Cypher - How is negation handled?

908 views Asked by At

I have been trying to understand how Cypher corresponds to graph database theory. In particular I had in mind "Query Languages for Graph Databases by Peter T.Wood" (http://users.dcc.uchile.cl/~pbarcelo/wood.pdf). I imagine that it corresponds to conjunctive regular path queries with additional operations such as aggregation but I cannot find information about this anywhere.

Two question:

  1. Is there anywhere I can find information about the theory behind Cypher? In particular with a conjunctive query spin.
  2. How does Cypher handle negation? e.g. is it 'safe negation'?

Background: I started using Neo4j with Cypher for a paper that I'm working on. I did this because these both seemed well established and well supported. However, I want to abstract away from my implementation of query answering to a more general graph query formalism but I do not know how Cypher corresponds to this.

1

There are 1 answers

0
Michael Anslow On BEST ANSWER

I got an answer to this question on LinkedIn which can be found here: https://www.linkedin.com/groups/Does-anybody-know-similarities-differences-2623939.S.5939804856381382658

The answer below refers to this query:

MATCH (n:Asteroid) WHERE NOT n.name = 'Ceres' RETURN n LIMIT 25

The answer is as follows:

There are two answers to your question regarding negation:

(i) The negation of a property value

This is the case covered in the comment above, which is essentially correct; I will re-use the provided example. Internally, all nodes having the label 'Asteroid' are retrieved using the label index. This is followed by a “selection” operator (from relational algebra), which is used to select only those tuples containing either no 'name' property or where the 'name' property is not 'Ceres'.This is then followed by an operator called “top”, limiting the results returned to 25. As you can see, this does not differ from how SQL is executed on relational databases.

(ii) The negation of a pattern predicate

This is where the full power of graph pattern matching is utilised.

Say we have the following toy query, in which I want to find all events I have not attended:

MATCH (me:Person {name: “me”}), (e:Event) WHERE NOT ( (me) - [:ATTENDED] -> (e) ) RETURN e

Our query execution plan is a tree of operators, each of which has up to 2 children.

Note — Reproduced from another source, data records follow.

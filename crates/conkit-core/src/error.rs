//! Error types for console surfaces, widgets and the event router.

use thiserror::Error;

/// Console operation errors
#[derive(Debug, Error)]
pub enum ConsoleError {
    /// Platform I/O failure
    #[error("I/O error: {0}")]
    Io(#[from] std::io::Error),

    /// Terminal setup/teardown error
    #[error("Terminal error: {0}")]
    TerminalError(String),

    /// The surface could not present its cells
    #[error("Flush failed: {0}")]
    FlushFailed(String),

    /// Invalid widget or router configuration
    #[error("Configuration error: {0}")]
    ConfigurationError(String),

    /// Feature not supported on this platform
    #[error("Feature '{feature}' not supported on platform '{platform}'")]
    UnsupportedFeature { feature: String, platform: String },

    /// Thread management error
    #[error("Thread error: {0}")]
    ThreadError(String),

    /// A registered component failed while running
    #[error("Component '{name}' failed: {reason}")]
    ComponentFailed { name: String, reason: String },
}

/// Result type for console operations
pub type ConsoleResult<T> = Result<T, ConsoleError>;

#[cfg(test)]
mod tests {
    use super::*;

    #[test]
    fn test_error_display() {
        let err = ConsoleError::UnsupportedFeature {
            feature: "raw mode".to_string(),
            platform: "windows".to_string(),
        };
        assert_eq!(
            err.to_string(),
            "Feature 'raw mode' not supported on platform 'windows'"
        );

        let err = ConsoleError::ComponentFailed {
            name: "console-0".to_string(),
            reason: "Flush failed: closed".to_string(),
        };
        assert_eq!(err.to_string(), "Component 'console-0' failed: Flush failed: closed");
    }

    #[test]
    fn test_io_error_conversion() {
        let io = std::io::Error::new(std::io::ErrorKind::BrokenPipe, "pipe closed");
        let err: ConsoleError = io.into();
        assert!(matches!(err, ConsoleError::Io(_)));
        assert!(err.to_string().contains("pipe closed"));
    }
}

At root of the tree, we have an 'Anti Semi Apply' operator (equivalent to an anti-semijoin operator in relational theory). The left-hand child is a Cartesian Product of two sets of tuples: (1) a set of nodes corresponding to (me:Person {name: "me"}) retrieved using the label and property index, and (2) a set of nodes corresponding to (e:Event), retrieved using the label index. We note that the Cartesian Product will consist of all combinations of "me" nodes with every (e:Event) in the database.

The Cartesian Product emits a single row at a time, and this row, R, is piped upwards to the Anti Semi Apply operator. The Anti Semi Apply then feeds R as an argument to its right-hand branch, so that R appears as the ultimate descendant on the right-hand side. R is passed upwards to an Expand operator, which returns all (me)-[:ATTENDED]-(some_e) rows (note that the "me" here matches the one in R). Immediately, each such row, S, has a Selection operation applied to it, in order to match "some_e" to the "e" in R. Thus, any row S is in effect an "Event" ATTEND by "me". S is then piped to Anti Semi Apply. If no row S was found for R, R is returned as a result (as these will be all “Events” not ATTENDED by "me")

Thus, having negation in a query is not treated as a simple filter - it intrinsically affects the entire query plan.

More details on Cypher’s execution plans can be found at http://neo4j.com/docs/snapshot/execution-plans.html.